* **Required action**: Report all lines in the records that hold the string "after".

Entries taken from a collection
───
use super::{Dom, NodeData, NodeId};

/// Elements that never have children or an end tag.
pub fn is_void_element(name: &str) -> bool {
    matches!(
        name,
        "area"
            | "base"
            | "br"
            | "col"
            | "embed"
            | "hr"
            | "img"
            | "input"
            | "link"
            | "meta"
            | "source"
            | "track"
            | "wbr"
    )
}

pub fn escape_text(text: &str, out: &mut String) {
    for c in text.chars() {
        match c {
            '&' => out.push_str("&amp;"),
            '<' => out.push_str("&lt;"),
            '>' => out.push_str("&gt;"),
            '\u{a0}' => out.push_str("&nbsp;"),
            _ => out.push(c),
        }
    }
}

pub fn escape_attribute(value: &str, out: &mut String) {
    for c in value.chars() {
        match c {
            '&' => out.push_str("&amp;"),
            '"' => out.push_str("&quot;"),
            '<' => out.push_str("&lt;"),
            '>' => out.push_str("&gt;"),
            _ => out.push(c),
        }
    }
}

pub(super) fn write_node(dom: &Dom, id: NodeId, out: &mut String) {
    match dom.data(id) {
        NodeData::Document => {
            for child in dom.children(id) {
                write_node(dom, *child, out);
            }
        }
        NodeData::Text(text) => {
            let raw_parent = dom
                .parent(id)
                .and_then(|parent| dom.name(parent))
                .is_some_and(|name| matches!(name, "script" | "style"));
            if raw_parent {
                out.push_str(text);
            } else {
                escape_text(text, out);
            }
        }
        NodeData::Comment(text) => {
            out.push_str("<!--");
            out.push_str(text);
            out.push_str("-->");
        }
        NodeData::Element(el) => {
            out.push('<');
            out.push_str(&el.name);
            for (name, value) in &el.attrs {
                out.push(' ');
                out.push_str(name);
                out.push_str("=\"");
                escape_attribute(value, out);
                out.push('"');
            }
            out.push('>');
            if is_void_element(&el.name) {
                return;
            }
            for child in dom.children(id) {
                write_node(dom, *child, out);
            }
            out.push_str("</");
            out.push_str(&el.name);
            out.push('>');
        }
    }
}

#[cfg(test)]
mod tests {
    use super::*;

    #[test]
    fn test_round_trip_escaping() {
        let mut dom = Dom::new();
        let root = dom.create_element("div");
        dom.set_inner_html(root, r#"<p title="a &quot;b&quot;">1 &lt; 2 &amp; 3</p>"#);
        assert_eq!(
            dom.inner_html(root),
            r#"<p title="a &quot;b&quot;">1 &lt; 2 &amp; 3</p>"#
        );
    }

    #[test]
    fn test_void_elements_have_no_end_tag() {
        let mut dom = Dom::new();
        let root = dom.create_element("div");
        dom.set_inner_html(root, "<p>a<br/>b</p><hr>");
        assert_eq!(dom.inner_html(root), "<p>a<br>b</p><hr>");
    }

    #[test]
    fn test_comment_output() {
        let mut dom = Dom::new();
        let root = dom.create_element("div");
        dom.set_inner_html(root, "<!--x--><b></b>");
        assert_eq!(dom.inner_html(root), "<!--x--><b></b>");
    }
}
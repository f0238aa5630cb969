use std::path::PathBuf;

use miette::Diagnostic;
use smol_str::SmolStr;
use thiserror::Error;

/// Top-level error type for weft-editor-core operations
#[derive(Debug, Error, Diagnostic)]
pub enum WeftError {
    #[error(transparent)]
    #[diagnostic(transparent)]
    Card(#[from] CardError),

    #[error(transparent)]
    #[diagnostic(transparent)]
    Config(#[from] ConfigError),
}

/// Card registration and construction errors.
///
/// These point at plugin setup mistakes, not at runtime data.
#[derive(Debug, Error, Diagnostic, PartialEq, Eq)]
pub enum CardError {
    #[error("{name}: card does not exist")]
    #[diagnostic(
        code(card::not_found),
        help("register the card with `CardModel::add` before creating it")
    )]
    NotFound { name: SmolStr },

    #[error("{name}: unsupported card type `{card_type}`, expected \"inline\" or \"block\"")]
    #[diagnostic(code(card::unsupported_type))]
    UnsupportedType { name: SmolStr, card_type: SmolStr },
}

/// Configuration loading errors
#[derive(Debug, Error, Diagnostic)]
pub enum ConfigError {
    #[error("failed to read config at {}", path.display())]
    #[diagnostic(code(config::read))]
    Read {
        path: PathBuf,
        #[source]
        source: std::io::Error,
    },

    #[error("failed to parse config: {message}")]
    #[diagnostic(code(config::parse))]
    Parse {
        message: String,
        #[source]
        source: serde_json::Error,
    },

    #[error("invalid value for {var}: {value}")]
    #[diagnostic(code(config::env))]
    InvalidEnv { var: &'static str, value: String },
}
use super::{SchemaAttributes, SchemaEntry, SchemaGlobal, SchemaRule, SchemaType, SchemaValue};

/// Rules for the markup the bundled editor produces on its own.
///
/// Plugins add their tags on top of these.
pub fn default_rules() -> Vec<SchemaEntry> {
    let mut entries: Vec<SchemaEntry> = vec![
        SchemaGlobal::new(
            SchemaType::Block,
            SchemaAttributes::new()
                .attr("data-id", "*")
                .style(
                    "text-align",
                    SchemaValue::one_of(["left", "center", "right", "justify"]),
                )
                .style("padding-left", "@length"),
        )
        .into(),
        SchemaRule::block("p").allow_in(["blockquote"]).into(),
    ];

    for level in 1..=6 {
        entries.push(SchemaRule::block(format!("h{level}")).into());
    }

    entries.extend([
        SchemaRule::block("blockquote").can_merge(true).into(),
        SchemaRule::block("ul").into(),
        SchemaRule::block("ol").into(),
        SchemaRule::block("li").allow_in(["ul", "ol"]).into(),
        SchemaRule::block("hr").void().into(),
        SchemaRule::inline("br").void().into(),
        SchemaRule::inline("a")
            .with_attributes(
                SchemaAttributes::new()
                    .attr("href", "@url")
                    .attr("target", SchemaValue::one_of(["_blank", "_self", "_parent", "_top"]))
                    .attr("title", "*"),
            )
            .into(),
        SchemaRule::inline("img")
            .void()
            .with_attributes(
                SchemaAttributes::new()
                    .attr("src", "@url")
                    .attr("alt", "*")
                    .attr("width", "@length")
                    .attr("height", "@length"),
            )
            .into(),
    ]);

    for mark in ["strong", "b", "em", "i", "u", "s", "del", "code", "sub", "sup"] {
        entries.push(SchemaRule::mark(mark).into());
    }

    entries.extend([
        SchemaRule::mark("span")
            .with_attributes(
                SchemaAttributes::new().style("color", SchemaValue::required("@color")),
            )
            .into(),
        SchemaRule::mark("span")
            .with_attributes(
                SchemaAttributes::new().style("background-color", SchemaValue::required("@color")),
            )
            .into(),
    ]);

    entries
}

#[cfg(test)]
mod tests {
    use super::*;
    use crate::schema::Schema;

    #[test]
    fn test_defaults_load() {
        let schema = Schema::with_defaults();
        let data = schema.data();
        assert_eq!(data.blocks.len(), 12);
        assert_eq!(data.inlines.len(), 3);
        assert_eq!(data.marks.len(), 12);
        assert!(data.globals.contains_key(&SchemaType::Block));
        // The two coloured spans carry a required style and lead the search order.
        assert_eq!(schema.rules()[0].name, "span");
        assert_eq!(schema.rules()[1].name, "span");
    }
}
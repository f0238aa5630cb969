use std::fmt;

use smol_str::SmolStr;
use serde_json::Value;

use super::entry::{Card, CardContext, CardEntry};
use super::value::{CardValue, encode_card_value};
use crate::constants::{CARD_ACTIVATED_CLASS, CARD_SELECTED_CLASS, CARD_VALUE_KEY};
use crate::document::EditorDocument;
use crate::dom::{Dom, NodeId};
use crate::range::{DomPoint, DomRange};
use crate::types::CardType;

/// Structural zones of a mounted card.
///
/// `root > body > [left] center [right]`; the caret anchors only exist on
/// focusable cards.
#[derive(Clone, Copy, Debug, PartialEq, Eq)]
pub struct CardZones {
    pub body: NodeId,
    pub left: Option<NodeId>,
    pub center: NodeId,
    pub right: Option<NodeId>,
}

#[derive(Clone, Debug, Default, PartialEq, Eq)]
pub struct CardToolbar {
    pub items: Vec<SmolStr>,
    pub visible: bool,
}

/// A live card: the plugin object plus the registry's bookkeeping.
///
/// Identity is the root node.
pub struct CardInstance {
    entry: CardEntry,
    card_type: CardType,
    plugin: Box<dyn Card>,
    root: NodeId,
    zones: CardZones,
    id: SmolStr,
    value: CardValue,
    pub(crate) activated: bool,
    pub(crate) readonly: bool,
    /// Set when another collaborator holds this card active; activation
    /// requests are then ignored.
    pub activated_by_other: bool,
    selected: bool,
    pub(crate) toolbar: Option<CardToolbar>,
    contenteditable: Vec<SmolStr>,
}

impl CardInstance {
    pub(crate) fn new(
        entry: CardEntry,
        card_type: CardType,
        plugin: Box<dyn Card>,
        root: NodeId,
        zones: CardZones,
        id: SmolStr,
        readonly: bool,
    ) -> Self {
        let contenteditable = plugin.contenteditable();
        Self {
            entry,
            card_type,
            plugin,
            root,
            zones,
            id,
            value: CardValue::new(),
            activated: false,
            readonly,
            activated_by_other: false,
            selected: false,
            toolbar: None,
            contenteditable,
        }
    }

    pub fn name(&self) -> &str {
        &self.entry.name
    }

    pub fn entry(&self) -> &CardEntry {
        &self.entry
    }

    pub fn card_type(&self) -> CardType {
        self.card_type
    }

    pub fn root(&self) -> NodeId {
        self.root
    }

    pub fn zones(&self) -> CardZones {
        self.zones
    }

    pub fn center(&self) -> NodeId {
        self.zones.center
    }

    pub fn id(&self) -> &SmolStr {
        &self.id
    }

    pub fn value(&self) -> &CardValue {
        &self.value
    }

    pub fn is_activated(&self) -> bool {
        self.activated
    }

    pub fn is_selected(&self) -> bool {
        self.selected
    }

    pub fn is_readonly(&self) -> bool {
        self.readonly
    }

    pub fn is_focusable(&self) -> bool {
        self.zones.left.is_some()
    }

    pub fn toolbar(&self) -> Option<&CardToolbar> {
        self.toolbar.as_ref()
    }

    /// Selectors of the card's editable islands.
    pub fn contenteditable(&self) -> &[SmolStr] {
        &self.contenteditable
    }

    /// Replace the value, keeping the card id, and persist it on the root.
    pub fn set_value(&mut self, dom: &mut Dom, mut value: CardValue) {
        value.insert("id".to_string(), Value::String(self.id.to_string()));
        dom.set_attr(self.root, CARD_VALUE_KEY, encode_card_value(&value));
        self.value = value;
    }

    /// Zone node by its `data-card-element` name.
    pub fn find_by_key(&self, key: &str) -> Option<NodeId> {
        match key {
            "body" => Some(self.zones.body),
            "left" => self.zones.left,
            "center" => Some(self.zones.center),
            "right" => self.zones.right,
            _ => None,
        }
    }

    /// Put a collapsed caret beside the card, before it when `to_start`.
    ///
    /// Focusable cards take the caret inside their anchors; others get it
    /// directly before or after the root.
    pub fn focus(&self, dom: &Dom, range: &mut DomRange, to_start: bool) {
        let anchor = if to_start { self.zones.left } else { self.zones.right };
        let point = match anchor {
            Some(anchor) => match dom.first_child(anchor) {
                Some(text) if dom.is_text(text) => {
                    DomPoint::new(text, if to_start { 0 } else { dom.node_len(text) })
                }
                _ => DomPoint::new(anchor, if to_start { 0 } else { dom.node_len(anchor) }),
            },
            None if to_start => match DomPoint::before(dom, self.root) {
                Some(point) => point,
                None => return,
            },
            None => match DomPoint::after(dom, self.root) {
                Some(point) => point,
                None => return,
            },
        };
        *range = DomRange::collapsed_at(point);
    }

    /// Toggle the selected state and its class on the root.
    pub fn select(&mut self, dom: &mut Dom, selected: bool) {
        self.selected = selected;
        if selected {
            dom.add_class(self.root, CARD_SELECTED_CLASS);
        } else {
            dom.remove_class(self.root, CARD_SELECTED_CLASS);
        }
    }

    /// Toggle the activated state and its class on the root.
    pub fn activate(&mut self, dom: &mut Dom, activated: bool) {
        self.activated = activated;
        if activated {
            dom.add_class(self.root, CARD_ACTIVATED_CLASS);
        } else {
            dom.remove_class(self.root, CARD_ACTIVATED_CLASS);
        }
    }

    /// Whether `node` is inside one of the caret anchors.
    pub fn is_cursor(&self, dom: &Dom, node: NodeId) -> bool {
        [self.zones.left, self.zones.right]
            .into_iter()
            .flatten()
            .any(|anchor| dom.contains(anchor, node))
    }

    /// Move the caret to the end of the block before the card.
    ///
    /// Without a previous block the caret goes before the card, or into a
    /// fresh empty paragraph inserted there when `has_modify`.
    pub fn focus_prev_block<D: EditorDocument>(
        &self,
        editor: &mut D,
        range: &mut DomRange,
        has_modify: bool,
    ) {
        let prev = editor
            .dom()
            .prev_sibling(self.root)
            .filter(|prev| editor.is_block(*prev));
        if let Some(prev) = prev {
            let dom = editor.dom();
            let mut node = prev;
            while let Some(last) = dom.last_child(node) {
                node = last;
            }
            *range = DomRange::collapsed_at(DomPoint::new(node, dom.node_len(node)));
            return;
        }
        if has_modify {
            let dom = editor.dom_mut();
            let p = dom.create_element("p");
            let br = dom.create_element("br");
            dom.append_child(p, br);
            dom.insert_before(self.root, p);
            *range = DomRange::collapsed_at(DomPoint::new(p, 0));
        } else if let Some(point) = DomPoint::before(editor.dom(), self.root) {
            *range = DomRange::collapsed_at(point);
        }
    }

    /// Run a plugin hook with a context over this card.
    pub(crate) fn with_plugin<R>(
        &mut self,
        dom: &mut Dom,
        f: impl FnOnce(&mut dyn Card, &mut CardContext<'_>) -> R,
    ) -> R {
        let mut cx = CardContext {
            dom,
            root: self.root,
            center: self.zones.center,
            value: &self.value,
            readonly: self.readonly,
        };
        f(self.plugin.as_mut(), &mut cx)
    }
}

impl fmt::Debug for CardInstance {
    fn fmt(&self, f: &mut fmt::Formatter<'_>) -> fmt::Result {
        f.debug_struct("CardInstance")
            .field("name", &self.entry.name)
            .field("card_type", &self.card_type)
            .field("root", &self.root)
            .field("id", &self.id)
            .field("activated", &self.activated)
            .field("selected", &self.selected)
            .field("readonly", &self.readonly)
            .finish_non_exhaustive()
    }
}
───
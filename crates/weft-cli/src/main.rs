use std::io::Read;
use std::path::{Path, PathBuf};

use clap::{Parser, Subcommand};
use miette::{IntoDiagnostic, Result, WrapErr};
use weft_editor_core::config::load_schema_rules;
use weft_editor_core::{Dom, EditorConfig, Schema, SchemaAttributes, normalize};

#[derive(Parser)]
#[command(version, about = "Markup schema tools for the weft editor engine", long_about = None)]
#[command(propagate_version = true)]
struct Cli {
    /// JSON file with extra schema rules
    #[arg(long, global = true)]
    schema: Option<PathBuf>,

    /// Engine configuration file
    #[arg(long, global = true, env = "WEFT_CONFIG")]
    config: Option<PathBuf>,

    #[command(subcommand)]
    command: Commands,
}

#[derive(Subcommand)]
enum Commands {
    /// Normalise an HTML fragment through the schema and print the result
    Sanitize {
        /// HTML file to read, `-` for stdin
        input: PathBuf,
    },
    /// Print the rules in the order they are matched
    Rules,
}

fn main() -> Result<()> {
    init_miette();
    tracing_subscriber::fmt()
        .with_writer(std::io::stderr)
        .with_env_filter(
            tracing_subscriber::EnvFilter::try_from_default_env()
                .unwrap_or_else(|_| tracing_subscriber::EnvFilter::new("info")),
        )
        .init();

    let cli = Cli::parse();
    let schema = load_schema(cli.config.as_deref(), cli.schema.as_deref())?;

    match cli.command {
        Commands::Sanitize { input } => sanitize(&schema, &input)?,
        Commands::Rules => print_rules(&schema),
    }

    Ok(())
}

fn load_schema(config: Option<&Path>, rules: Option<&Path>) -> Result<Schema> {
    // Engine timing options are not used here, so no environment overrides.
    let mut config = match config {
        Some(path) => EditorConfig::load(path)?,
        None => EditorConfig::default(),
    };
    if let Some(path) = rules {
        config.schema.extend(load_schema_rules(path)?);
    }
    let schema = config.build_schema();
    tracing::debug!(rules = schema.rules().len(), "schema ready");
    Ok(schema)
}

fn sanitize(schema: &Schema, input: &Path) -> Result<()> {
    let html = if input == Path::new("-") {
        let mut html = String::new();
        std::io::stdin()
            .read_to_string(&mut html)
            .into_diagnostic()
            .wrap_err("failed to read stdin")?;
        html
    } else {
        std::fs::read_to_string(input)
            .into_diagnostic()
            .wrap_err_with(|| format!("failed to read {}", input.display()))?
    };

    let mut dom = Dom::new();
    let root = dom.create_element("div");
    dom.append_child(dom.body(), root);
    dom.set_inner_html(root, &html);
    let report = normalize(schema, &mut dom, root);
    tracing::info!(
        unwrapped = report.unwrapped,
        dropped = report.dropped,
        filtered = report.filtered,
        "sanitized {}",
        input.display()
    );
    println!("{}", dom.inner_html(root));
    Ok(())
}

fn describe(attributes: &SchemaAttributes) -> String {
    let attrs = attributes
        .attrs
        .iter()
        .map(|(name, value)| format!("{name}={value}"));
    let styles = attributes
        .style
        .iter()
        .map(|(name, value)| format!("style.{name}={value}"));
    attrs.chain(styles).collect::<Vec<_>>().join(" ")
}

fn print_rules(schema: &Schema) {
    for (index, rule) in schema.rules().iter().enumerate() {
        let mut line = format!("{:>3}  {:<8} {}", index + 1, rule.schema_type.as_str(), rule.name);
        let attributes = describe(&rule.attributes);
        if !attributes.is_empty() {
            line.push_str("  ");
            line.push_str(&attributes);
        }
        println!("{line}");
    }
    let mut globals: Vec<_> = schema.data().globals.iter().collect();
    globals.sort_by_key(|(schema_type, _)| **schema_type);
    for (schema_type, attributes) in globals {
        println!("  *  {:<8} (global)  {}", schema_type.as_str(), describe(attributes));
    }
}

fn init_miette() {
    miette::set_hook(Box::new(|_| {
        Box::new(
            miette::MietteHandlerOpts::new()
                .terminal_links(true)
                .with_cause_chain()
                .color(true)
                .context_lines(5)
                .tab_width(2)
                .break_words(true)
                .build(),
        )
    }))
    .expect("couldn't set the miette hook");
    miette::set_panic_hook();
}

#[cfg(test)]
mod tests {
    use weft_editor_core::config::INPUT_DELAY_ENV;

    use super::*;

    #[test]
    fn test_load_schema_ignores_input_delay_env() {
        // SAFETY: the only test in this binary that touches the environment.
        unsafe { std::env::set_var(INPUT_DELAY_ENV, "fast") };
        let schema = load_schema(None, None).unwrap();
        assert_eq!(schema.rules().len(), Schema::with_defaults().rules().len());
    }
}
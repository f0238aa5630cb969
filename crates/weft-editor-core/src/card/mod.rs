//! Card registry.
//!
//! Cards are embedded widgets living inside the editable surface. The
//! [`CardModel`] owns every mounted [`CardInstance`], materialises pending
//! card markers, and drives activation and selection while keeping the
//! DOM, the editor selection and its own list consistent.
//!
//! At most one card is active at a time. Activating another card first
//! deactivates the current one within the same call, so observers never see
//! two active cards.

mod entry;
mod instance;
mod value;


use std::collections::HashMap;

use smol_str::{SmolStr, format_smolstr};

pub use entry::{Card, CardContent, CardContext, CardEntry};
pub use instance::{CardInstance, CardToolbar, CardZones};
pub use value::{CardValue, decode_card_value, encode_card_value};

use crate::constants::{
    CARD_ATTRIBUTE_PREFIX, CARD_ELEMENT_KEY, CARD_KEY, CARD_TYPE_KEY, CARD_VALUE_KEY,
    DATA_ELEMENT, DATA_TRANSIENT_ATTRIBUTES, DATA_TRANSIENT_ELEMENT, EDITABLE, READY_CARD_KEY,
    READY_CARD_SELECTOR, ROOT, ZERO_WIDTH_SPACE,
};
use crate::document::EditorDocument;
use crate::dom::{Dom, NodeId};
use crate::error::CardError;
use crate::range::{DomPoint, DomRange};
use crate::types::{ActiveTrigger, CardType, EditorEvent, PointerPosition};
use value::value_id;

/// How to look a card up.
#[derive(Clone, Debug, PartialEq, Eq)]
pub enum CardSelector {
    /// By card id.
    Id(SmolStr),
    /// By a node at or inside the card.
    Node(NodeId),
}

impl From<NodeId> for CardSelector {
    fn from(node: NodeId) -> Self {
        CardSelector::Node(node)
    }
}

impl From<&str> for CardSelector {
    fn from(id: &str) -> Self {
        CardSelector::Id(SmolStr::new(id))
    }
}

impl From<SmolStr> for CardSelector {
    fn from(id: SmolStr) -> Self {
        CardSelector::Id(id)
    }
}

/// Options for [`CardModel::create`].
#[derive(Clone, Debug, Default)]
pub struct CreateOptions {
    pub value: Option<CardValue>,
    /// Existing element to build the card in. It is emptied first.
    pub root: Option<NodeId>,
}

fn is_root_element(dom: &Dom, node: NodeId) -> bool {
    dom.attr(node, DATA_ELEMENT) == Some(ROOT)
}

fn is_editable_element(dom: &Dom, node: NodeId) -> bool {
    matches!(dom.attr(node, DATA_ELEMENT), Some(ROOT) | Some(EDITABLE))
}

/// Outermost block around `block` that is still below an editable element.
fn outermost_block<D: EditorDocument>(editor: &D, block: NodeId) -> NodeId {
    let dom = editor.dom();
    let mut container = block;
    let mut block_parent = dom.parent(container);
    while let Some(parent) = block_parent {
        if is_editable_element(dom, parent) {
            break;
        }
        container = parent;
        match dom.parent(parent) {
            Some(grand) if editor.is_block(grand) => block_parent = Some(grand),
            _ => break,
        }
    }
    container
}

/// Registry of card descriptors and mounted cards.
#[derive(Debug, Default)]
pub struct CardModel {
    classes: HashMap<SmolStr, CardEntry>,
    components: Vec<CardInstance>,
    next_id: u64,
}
───
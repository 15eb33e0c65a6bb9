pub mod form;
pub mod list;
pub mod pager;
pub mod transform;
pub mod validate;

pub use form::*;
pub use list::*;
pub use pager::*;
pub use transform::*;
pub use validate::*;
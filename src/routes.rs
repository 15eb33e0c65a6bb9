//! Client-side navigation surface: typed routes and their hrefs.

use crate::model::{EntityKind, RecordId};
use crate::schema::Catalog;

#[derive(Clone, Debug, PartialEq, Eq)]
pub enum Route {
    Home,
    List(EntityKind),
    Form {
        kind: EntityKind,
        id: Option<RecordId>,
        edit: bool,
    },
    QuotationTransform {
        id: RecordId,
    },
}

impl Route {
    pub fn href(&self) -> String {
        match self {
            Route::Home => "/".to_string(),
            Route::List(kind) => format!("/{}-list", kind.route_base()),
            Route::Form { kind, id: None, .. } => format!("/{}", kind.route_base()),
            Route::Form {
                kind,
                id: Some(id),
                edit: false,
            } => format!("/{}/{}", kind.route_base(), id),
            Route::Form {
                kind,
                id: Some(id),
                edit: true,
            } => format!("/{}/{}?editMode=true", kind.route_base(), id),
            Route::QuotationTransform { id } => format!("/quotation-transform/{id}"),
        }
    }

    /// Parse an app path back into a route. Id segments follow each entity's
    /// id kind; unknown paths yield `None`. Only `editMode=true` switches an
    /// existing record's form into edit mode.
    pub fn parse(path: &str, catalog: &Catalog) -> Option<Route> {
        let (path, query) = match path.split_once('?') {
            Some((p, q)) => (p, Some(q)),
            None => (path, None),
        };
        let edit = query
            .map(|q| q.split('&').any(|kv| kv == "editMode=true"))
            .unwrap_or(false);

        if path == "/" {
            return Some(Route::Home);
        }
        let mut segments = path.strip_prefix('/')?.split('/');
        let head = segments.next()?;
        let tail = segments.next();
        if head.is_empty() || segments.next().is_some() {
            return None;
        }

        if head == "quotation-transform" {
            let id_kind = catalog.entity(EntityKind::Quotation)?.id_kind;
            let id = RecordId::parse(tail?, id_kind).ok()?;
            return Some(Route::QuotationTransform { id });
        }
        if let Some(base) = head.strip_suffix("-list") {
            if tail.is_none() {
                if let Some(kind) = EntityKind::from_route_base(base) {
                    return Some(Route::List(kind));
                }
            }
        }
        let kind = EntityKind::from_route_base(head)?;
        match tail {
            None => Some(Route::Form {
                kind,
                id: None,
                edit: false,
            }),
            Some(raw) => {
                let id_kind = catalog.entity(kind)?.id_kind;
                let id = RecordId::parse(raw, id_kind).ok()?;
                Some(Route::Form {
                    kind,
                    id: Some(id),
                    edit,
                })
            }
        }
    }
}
───
* **Exercise answer**:
    /// directly before or after the root.
            None => match DomPoint::after(dom, self.root) {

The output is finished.